Infosys , one of India's leading IT services companies, has announced a substantial Rs 18,000 crore share buyback program, igniting discussions about the company's priorities between shareholder returns and investments in artificial intelligence (AI) and innovation.

Buyback Details

The buyback, Infosys's fifth in eight years, aims to repurchase nearly 10 crore shares at an 18% premium to the current market price. This move is expected to boost key financial metrics such as earnings per share and return on equity, potentially creating immediate value for shareholders.

Financial Position

Infosys currently holds a robust cash reserve of over Rs 36,000 crore, positioning the company comfortably to execute the buyback while maintaining financial flexibility. The buyback amount represents approximately half of the company's total cash reserves.

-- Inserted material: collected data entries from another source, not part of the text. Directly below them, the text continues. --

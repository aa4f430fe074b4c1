//! Code after a transition: expressions, blocks, control statements and
//! directives.

use super::markup::{self, MarkupEnd};
use super::{Frame, Step, bump_trivia, is_ident_continue, is_ident_start, is_space, is_trivia};
use crate::diagnostics::DiagnosticKind;
use crate::directives::{Directive, DirectiveShape, DirectiveTokenKind};
use crate::embedded::{CodeMode, CodeStop, EmbeddedParse, ReentryKind, ReentryPoint};
use crate::parser::{Marker, Parser, range};
use crate::syntax_kind::SyntaxKind::*;

const CONTROL_KEYWORDS: &[&str] = &[
    "if", "for", "foreach", "while", "switch", "lock", "try", "do",
];

#[derive(Debug, Clone, PartialEq, Eq)]
enum CodeKind {
    /// `@{ ... }`
    Block,
    /// `@if (...) { ... }` and friends.
    Statement { after_do: bool },
    /// The `{ ... }` of a code-block directive.
    Directive(String),
}

/// An open code block or control statement.
pub(super) struct CodeFrame {
    node: Marker,
    kind: CodeKind,
    /// Offset of the transition.
    open: usize,
    brace_depth: u32,
    /// The last content was re-entered markup.
    last_markup: bool,
    unterminated: bool,
    /// The last measurement, while its reentry points are being walked.
    measured: Option<Measured>,
}

/// Code measured by the embedded parser, in absolute offsets.
struct Measured {
    end: usize,
    /// Sorted by offset, all within the measured code.
    points: Vec<ReentryPoint>,
    brace_depth: u32,
    stop: CodeStop,
}

impl CodeFrame {
    fn new(node: Marker, kind: CodeKind, open: usize) -> Self {
        Self {
            node,
            kind,
            open,
            brace_depth: 0,
            last_markup: false,
            unterminated: false,
            measured: None,
        }
    }
}

/// A markup-block directive (`@section Name { ... }`) past its `{`.
pub(super) struct SectionFrame {
    node: Marker,
    name: String,
    open: usize,
    entered: bool,
}

/// Dispatch on what follows a transition. The `TRANSITION` token has been
/// bumped. Directives are only recognised outside tags.
pub(super) fn after_transition(p: &mut Parser<'_>, in_tag: bool) -> Option<Frame> {
    let at = p.pos() - 1;
    match p.current_char() {
        None => {
            empty_expression(p);
            None
        }
        Some('(') => {
            explicit_expression(p, at);
            None
        }
        Some('{') => {
            let m = p.start();
            p.bump();
            Some(Frame::Code(CodeFrame::new(m, CodeKind::Block, at)))
        }
        Some(c) if is_ident_start(c) => keyword_or_expression(p, at, in_tag),
        Some(c) => {
            let kind = match c {
                '\r' | '\n' => DiagnosticKind::ExpectedCodeAfterTransition,
                c if c.is_whitespace() => DiagnosticKind::WhitespaceAfterTransition,
                c => DiagnosticKind::UnexpectedCharacterAfterTransition(c),
            };
            p.error(kind, range(at, at + 1));
            empty_expression(p);
            None
        }
    }
}

fn empty_expression(p: &mut Parser<'_>) {
    let m = p.start();
    p.bump_bytes(0, CODE);
    m.complete(p, CODE_EXPRESSION);
}

/// Ask the embedded-code parser to measure from the cursor, and bump what it
/// consumed as one `CODE` token.
fn embedded(p: &mut Parser<'_>, mode: CodeMode) -> EmbeddedParse {
    let mut result = p.code_parser().parse(p.source(), p.pos(), mode);
    result.len = p.clamp_len(result.len);
    p.extend_diagnostics(std::mem::take(&mut result.diagnostics));
    result
}

/// `@( ... )`
fn explicit_expression(p: &mut Parser<'_>, at: usize) {
    let m = p.start();
    p.bump(); // (
    let result = embedded(p, CodeMode::ExplicitExpression);
    if result.len > 0 {
        p.bump_bytes(result.len, CODE);
    }
    if result.stop == CodeStop::Complete && p.at(RPAREN) {
        p.bump();
    } else {
        p.error_from(DiagnosticKind::UnterminatedExplicitExpression, at);
    }
    m.complete(p, CODE_EXPRESSION);
}

fn implicit_expression(p: &mut Parser<'_>) {
    let m = p.start();
    let result = embedded(p, CodeMode::ImplicitExpression);
    p.bump_bytes(result.len, CODE);
    m.complete(p, CODE_EXPRESSION);
}

fn keyword_or_expression(p: &mut Parser<'_>, at: usize, in_tag: bool) -> Option<Frame> {
    let rest = p.rest();
    let word = &rest[..p.len_while(is_ident_continue)];
    let using_statement = word == "using"
        && rest[word.len()..]
            .trim_start_matches([' ', '\t'])
            .starts_with('(');

    if !in_tag && !using_statement {
        if let Some(directive) = p.context().directives.get(word) {
            return directive_start(p, at, directive);
        }
    }
    if using_statement || CONTROL_KEYWORDS.contains(&word) {
        let m = p.start();
        let kind = CodeKind::Statement {
            after_do: word == "do",
        };
        return Some(Frame::Code(CodeFrame::new(m, kind, at)));
    }
    implicit_expression(p);
    None
}

// === Code frames ===

pub(super) fn step(p: &mut Parser<'_>, f: &mut CodeFrame) -> Step {
    // Markup that ran past the measured code invalidates the measurement.
    let mut measured = match f.measured.take() {
        Some(measured) if p.pos() <= measured.end => measured,
        _ => measure(p, f),
    };
    let pos = p.pos();
    measured.points.retain(|point| point.offset >= pos);
    let next = measured.points.first().copied();

    let len = next.map_or(measured.end, |point| point.offset) - pos;
    if len > 0 {
        let code = &p.rest()[..len];
        // Closing braces alone do not hide the markup before them.
        if !code.chars().all(|c| c.is_whitespace() || c == '}') {
            f.last_markup = false;
        }
        p.bump_bytes(len, CODE);
    }
    f.brace_depth = measured.brace_depth;

    if let Some(point) = next {
        measured.points.remove(0);
        f.measured = Some(measured);
        return reenter(p, f, point.kind);
    }
    match measured.stop {
        CodeStop::Reentry | CodeStop::EndOfInput => {
            f.unterminated = true;
            Step::Pop
        }
        CodeStop::Complete | CodeStop::BlockEnd => {
            if !matches!(f.kind, CodeKind::Statement { .. }) && !p.eat(RBRACE) {
                f.unterminated = true;
            }
            Step::Pop
        }
    }
}

/// Run the embedded parser from the cursor. Reentry points outside the
/// measured code, or not on a char boundary, are dropped.
fn measure(p: &mut Parser<'_>, f: &CodeFrame) -> Measured {
    let mode = match f.kind {
        CodeKind::Statement { after_do } => CodeMode::Statement {
            brace_depth: f.brace_depth,
            after_do,
        },
        _ => CodeMode::Block {
            brace_depth: f.brace_depth,
        },
    };
    let result = embedded(p, mode);
    let source = p.source();
    let start = p.pos();
    let end = start + result.len;
    let mut points: Vec<ReentryPoint> = result
        .reentry_points
        .into_iter()
        .filter(|point| {
            let valid =
                (start..=end).contains(&point.offset) && source.is_char_boundary(point.offset);
            if !valid {
                log::warn!(
                    "ignoring reentry point at {} outside code {start}..{end}",
                    point.offset
                );
            }
            valid
        })
        .collect();
    points.sort_by_key(|point| point.offset);
    Measured {
        end,
        points,
        brace_depth: result.brace_depth,
        stop: result.stop,
    }
}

Debate on Investment Priorities

The announcement has sparked a debate among industry observers and stakeholders:

Critics' Perspective

Some argue that Infosys should prioritize investments in AI and innovation over returning cash to shareholders. They point to the company's relatively low R&D spending of Rs 850 crore, which represents only 0.5% of its revenue. This figure pales in comparison to global peers like Accenture, which invests 1.8% of its revenue in R&D, and tech giants that allocate 12-25% of their revenue to innovation.

Supporters' View

Proponents of the buyback argue that it creates immediate shareholder value while the company simultaneously invests in AI capabilities. They highlight Infosys's efforts in AI development, including:

  • The Topaz AI platform
  • Training over 2.75 lakh employees in AI
  • Deploying more than 300 AI solutions for clients

Future Outlook and Strategy

Infosys has provided a cautious revenue growth guidance of 1-3% amid AI-led market disruptions. To bolster its AI capabilities, the company plans to hire 20,000 freshers. This strategy suggests that Infosys is attempting to balance shareholder returns with investments in future technologies.

Industry Impact

The decision by Infosys, a bellwether of the Indian IT industry, to pursue a large share buyback while also focusing on AI development could set a precedent for other companies in the sector. It highlights the challenges faced by established IT services firms in navigating the rapidly evolving landscape of AI and automation while meeting shareholder expectations.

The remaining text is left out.